The moves by the agencies rattled European markets, with the Athens exchange closing more than 6.0 percent in negative territory.  Markets fell elsewhere in Europe, which analysts partially attributed to nervousness over the Greek situation.  In Brussels the European Union’s Executive Commission urged the Greek government to take “more measures” to reduce its crippling deficit.  “A difficult situation in one euro-area member state is a matter of common concern for the euro area as a whole,” warned outgoing European Union economic and monetary affairs commissioner Joaquin Almunia in a statement.

“It is clear that Greece faces very substantial economic and fiscal challenges… but more measures are required,” he added.  Tuesday’s developments placed the eurozone under new strain because they put Greek debt in a danger zone regarding requirements by the European Central Bank for bonds it will accept as collateral when banks seek short-term funds.

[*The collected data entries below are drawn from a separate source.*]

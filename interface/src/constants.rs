use solana_sdk::{
    pubkey,
    pubkey::Pubkey,
};

/// The only key the remote program accepts as the `initialize` signer.
pub const INITIALIZER_KEY: Pubkey = pubkey!("3ttYrBAp5D2sTG2gaBjg8EtrZecqBQSBuFRhsqHWPYxX");

/// Receives the developer fee; `initialize` writes it into the pool.
pub const DEV_WALLET_KEY: Pubkey = pubkey!("74abUnzELqrKsJip68xVQdvduUUzQanjsdoN6jnRzqfp");

pub const SYSTEM_PROGRAM_ID: Pubkey = pubkey!("11111111111111111111111111111111");

pub const POOL_SEED: &[u8] = b"sw_game_vault_auth";
pub const LAST_USERS_SEED: &[u8] = b"LAST_USERS_SEED";
pub const ADMIN_LIST_SEED: &[u8] = b"ADMIN_LIST_SEED";
pub const VAULT_SEED: &[u8] = b"SOL_VAULT";

/// Lamports `initialize` moves from the initializer into the SOL vault.
pub const INITIALIZE_VAULT_LAMPORTS: u64 = 10_000_000;

/// Fees passed to `set_pay_info` are fixed-point with this many units per percent.
pub const PERCENT_MULTIPLIER: u64 = 1000;

/// `set_pay_info` rejects a burn fee plus dev fee at or above this.
pub const MAX_TOTAL_FEE: u64 = 100 * PERCENT_MULTIPLIER;

/// Default size of the zeroed `state` account created alongside `initialize`.
///
/// The remote program only requires the account to be zeroed, program-owned, and at least as large
/// as its item list, so this over-allocates.
pub const DEFAULT_STATE_ACCOUNT_SPACE: usize = 10_240;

Fitch said that while the four largest banks were likely to perform “adequately” in the fourth quarter this year and in 2010, “there is a high risk that Greece’s weak fiscal position, which mainly caused the sovereign rating downgrade, could accentuate the deterioration of the economy.” “Given the poor historical track record of public finance management, Fitch is not convinced that the substantive pension reform and other measures necessary to contain public spending pressures and broaden the tax base will be sufficiently strong to materially reduce debt.” But the national debt was likely to rise to 130 percent of output before stabilization.